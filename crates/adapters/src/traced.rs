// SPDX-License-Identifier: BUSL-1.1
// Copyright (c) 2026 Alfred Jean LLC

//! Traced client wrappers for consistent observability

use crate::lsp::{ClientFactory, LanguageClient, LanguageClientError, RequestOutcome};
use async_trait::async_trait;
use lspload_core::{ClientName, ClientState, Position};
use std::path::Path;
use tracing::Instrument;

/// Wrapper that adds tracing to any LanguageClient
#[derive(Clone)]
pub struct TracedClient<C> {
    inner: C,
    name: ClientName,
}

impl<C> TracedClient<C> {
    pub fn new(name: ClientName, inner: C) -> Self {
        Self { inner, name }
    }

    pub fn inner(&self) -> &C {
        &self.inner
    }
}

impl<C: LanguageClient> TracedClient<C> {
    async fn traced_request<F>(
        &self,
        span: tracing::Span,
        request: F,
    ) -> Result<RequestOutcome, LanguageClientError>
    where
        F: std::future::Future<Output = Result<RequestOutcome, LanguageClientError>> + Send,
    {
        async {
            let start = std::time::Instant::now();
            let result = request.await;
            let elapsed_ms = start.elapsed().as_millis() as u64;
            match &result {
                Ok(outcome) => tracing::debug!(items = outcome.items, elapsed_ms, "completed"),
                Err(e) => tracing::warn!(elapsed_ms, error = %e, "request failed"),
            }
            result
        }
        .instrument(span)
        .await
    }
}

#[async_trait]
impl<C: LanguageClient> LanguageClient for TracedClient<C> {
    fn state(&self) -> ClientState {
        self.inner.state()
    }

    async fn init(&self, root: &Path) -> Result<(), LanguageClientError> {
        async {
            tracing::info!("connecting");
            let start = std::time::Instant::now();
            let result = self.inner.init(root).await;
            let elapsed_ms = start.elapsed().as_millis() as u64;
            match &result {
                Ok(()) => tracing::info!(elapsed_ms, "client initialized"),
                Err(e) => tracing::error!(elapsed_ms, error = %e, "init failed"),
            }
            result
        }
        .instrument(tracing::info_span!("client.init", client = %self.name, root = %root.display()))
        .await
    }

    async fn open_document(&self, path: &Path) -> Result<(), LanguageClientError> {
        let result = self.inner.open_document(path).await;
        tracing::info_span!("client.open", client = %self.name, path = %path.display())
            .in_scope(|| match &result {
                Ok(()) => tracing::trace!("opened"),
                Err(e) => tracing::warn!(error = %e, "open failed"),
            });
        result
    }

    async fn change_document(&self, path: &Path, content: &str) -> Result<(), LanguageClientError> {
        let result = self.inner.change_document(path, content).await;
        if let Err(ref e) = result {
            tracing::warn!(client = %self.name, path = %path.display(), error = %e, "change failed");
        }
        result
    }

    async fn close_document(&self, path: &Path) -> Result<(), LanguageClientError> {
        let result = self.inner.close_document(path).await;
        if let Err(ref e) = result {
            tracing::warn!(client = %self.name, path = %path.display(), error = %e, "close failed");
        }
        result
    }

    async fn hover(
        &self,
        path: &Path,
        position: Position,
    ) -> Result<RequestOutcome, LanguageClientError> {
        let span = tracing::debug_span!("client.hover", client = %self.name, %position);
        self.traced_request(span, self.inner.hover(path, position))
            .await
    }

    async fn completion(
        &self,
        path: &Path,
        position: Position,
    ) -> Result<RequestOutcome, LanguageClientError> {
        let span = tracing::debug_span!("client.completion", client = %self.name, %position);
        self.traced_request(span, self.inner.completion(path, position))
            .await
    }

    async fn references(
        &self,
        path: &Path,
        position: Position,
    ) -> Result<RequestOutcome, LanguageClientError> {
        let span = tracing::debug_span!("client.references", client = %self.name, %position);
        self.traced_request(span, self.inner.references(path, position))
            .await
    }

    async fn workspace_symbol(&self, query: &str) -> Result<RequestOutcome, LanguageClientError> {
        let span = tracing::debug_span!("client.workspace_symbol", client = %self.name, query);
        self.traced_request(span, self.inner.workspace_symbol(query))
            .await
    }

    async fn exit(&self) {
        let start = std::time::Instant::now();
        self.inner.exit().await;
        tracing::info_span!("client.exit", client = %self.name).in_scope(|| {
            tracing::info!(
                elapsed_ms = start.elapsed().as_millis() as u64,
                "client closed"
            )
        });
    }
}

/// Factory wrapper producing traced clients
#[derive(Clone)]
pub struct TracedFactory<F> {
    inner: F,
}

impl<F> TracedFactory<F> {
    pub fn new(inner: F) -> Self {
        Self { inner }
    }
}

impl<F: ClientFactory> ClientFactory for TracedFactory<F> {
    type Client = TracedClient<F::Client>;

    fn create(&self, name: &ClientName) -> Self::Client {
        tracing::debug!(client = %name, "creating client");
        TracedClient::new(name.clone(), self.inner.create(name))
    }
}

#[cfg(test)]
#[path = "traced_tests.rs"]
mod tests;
==
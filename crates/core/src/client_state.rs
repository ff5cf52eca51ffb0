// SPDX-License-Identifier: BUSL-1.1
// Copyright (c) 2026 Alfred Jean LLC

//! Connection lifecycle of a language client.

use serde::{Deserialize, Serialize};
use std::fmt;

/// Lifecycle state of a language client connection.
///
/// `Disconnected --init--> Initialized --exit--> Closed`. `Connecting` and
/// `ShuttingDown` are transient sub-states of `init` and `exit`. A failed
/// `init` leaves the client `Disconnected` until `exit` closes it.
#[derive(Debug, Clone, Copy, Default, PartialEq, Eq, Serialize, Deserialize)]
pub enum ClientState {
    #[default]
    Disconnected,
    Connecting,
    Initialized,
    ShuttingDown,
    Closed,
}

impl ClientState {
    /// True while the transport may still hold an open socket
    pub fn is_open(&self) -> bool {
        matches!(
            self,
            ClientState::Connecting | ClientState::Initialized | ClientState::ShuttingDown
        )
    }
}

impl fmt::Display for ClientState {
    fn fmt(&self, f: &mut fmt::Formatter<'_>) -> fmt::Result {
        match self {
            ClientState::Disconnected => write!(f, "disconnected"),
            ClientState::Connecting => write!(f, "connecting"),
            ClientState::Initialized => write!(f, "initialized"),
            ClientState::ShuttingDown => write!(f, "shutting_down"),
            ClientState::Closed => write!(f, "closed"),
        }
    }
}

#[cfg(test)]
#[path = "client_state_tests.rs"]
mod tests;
--
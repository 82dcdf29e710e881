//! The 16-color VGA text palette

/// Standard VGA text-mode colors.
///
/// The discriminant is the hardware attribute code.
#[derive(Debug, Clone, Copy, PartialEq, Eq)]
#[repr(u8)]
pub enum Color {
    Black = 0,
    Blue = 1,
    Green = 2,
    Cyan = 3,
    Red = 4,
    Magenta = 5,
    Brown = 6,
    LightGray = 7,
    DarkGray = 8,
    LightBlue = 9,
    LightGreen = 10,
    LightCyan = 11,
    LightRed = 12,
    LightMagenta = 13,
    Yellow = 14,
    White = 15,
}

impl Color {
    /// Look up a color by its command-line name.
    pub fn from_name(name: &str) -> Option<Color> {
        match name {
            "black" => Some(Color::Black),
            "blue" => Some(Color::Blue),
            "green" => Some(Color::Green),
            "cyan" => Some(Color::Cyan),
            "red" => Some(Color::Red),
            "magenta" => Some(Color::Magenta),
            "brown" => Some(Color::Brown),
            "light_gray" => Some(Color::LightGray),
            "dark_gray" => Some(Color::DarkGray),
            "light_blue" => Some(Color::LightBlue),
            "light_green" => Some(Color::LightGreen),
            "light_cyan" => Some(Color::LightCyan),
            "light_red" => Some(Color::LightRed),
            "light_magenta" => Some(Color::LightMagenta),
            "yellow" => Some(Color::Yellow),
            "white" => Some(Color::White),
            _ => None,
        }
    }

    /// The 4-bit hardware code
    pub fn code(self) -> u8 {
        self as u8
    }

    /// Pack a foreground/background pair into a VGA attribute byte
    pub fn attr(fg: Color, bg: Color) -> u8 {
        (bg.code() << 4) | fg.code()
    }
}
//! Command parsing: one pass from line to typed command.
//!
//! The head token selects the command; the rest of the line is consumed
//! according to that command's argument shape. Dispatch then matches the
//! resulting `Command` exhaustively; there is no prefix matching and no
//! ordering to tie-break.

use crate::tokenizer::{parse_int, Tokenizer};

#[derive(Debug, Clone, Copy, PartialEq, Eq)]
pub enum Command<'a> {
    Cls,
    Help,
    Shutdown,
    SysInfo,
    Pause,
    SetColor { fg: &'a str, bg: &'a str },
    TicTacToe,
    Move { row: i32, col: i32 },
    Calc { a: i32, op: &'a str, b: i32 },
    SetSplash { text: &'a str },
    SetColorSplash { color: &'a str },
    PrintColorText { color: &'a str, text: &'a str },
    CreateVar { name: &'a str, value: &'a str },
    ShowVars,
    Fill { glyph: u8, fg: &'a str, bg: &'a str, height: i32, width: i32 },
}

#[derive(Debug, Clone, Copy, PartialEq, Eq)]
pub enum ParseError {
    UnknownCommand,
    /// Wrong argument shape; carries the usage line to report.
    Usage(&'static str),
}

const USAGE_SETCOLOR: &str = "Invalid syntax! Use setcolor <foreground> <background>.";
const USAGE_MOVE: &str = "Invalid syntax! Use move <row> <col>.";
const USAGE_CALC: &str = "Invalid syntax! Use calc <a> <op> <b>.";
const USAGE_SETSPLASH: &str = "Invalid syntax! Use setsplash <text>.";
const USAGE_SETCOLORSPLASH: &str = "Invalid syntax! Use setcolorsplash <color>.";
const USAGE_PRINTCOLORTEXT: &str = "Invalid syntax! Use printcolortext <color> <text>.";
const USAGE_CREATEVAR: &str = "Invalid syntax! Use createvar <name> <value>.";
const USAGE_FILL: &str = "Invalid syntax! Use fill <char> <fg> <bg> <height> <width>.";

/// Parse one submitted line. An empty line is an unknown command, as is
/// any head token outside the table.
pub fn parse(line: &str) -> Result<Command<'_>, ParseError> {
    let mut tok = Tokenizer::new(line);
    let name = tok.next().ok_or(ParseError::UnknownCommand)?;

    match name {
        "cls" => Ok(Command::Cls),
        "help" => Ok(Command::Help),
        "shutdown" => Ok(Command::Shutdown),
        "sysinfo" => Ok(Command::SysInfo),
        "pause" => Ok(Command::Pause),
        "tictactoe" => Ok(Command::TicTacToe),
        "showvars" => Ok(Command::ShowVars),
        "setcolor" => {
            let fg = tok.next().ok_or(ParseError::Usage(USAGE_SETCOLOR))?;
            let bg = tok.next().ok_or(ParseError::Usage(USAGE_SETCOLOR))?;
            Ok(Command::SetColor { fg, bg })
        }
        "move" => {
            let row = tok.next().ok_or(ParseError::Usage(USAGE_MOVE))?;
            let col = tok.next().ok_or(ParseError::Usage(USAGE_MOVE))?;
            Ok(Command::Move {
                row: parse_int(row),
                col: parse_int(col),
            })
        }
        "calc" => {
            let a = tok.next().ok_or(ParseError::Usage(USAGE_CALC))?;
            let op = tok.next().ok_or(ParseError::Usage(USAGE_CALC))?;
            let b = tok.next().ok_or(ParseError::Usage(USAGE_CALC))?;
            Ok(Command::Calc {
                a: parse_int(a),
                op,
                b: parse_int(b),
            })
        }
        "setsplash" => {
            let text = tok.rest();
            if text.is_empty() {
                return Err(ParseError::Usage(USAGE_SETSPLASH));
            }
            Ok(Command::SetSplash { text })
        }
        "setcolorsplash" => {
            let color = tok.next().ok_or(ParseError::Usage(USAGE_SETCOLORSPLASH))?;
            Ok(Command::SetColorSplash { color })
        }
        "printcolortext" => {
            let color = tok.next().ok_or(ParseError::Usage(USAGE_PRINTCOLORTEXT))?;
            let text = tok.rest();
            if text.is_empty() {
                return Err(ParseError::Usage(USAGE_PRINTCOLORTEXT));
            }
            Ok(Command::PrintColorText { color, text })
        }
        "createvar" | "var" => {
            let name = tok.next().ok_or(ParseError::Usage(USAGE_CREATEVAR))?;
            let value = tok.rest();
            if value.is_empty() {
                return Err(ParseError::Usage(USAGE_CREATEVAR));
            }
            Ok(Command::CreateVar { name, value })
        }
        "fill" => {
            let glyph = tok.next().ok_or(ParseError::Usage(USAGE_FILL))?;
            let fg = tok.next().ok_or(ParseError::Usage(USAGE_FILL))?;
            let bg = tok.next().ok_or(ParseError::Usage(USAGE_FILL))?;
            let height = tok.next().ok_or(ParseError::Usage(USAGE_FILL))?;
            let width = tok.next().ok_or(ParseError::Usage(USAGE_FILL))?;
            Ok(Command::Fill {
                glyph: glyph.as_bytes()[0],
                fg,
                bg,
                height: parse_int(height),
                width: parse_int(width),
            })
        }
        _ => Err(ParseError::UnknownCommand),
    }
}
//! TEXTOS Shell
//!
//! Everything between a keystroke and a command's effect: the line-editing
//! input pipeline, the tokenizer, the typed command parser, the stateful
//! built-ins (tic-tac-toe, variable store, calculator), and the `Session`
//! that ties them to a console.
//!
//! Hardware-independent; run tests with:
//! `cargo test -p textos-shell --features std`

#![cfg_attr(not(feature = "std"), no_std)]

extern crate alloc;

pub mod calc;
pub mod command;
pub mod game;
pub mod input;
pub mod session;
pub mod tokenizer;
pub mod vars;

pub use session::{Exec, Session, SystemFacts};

Try it —
Please copy each line of the records above in which the word "value" can be found.

Answer for this exercise —
    CreateVar { name: &'a str, value: &'a str },
const USAGE_CREATEVAR: &str = "Invalid syntax! Use createvar <name> <value>.";
            let value = tok.rest();
            if value.is_empty() {
            Ok(Command::CreateVar { name, value })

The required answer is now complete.